Hi, I have a question concerning the differences between GMM and LCGA. It is said in the User’s Guide on the page 219 that “When TYPE=MIXTURE without ALGORITHM=INTEGRATION is selected, a LCGA is carried out.” In the first GMM example (8.1) on the page 201 there is no “ALGORITHM=INTEGRATION” mentioned in the analysis command. Why is that? When I look at the LCGA example 8.11 on page 220 there is no ALGORITHM=INTEGRATION (as it is not supposed to be) but the variances are not fixed at zero either ("is@0"). What is the difference between these examples, 8.1 and 8.11? What makes the former an example of GMM and the latter an example of LCGA? 

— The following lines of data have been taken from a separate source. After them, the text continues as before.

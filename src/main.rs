//! Console front end: play moves against a UCI engine, or against yourself.
//!
//! Usage: `kibitz [ENGINE_PATH] [DEPTH]`

use std::io::{self, BufRead, Write};

use anyhow::{Context, Result};
use tracing::info;

use kibitz_uci::{CoordinatorConfig, ExternalMover, MoveOutcome, TurnCoordinator, UciProcess};

fn main() -> Result<()> {
    tracing_subscriber::fmt().with_writer(io::stderr).init();

    let mut args = std::env::args().skip(1);
    let engine_path = args.next();
    let mut config = CoordinatorConfig::default();
    if let Some(depth) = args.next() {
        config.search_depth = depth
            .parse()
            .with_context(|| format!("invalid search depth: {depth}"))?;
    }

    let coordinator = match engine_path {
        Some(path) => {
            let engine = UciProcess::spawn(&path, config.search_depth)
                .with_context(|| format!("failed to start engine {path}"))?;
            let engine: Box<dyn ExternalMover> = Box::new(engine);
            TurnCoordinator::with_mover(config, engine)
        }
        None => TurnCoordinator::new(config),
    };
    info!("kibitz starting");

    run(&coordinator)?;

    coordinator.shutdown().context("failed to stop engine")?;
    info!("kibitz shutting down");
    Ok(())
}

fn run(coordinator: &TurnCoordinator) -> Result<()> {
    let stdin = io::stdin();
    let mut stdout = io::stdout();
    println!("{}", coordinator.board_snapshot().pretty());
    prompt(coordinator, &mut stdout)?;

    for line in stdin.lock().lines() {
        let line = line.context("failed to read stdin")?;
        match line.trim() {
            "" => {}
            "quit" => break,
            "fen" => println!("{}", coordinator.position_notation()),
            "board" => println!("{}", coordinator.board_snapshot().pretty()),
            "go" => match coordinator.request_move_now() {
                Ok(MoveOutcome::Applied(mv)) => println!("engine plays {mv}"),
                Ok(MoveOutcome::Rejected(mv)) => println!("engine proposed {mv}, which is not playable"),
                Ok(MoveOutcome::NoMove) => println!("engine has no move"),
                Ok(MoveOutcome::Stale) => println!("engine reply arrived too late"),
                Err(err) => println!("engine error: {err}"),
            },
            token => {
                if coordinator.apply_move(token) {
                    coordinator.wait_for_pending();
                    println!("{}", coordinator.board_snapshot().pretty());
                    println!("{}", coordinator.position_notation());
                } else {
                    println!("illegal move: {token}");
                }
            }
        }
        prompt(coordinator, &mut stdout)?;
    }
    Ok(())
}

fn prompt(coordinator: &TurnCoordinator, stdout: &mut io::Stdout) -> Result<()> {
    let side = if coordinator.is_white_to_move() {
        "white"
    } else {
        "black"
    };
    write!(stdout, "{side}> ")?;
    stdout.flush()?;
    Ok(())
}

In Example 8.1, the outcome is continuous so ALGORITHM=INTEGRATION is not needed. 8.11 is for a count outcome. 

IYH Boon posted on Saturday, August 04, 2012  11:29 am



I found an example on your website (through Google) and would like to know if there is an .inp file associated with it. The address for the example, which is dated August 2011, is: http://www.statmodel.com/download/GMM%20analysis%20strategies.pdf Thanks! 


LCA examples are found in Chapter 7 of the user's guide. LCGA and GMM examples are found in Chapter 8 of the user's guide. 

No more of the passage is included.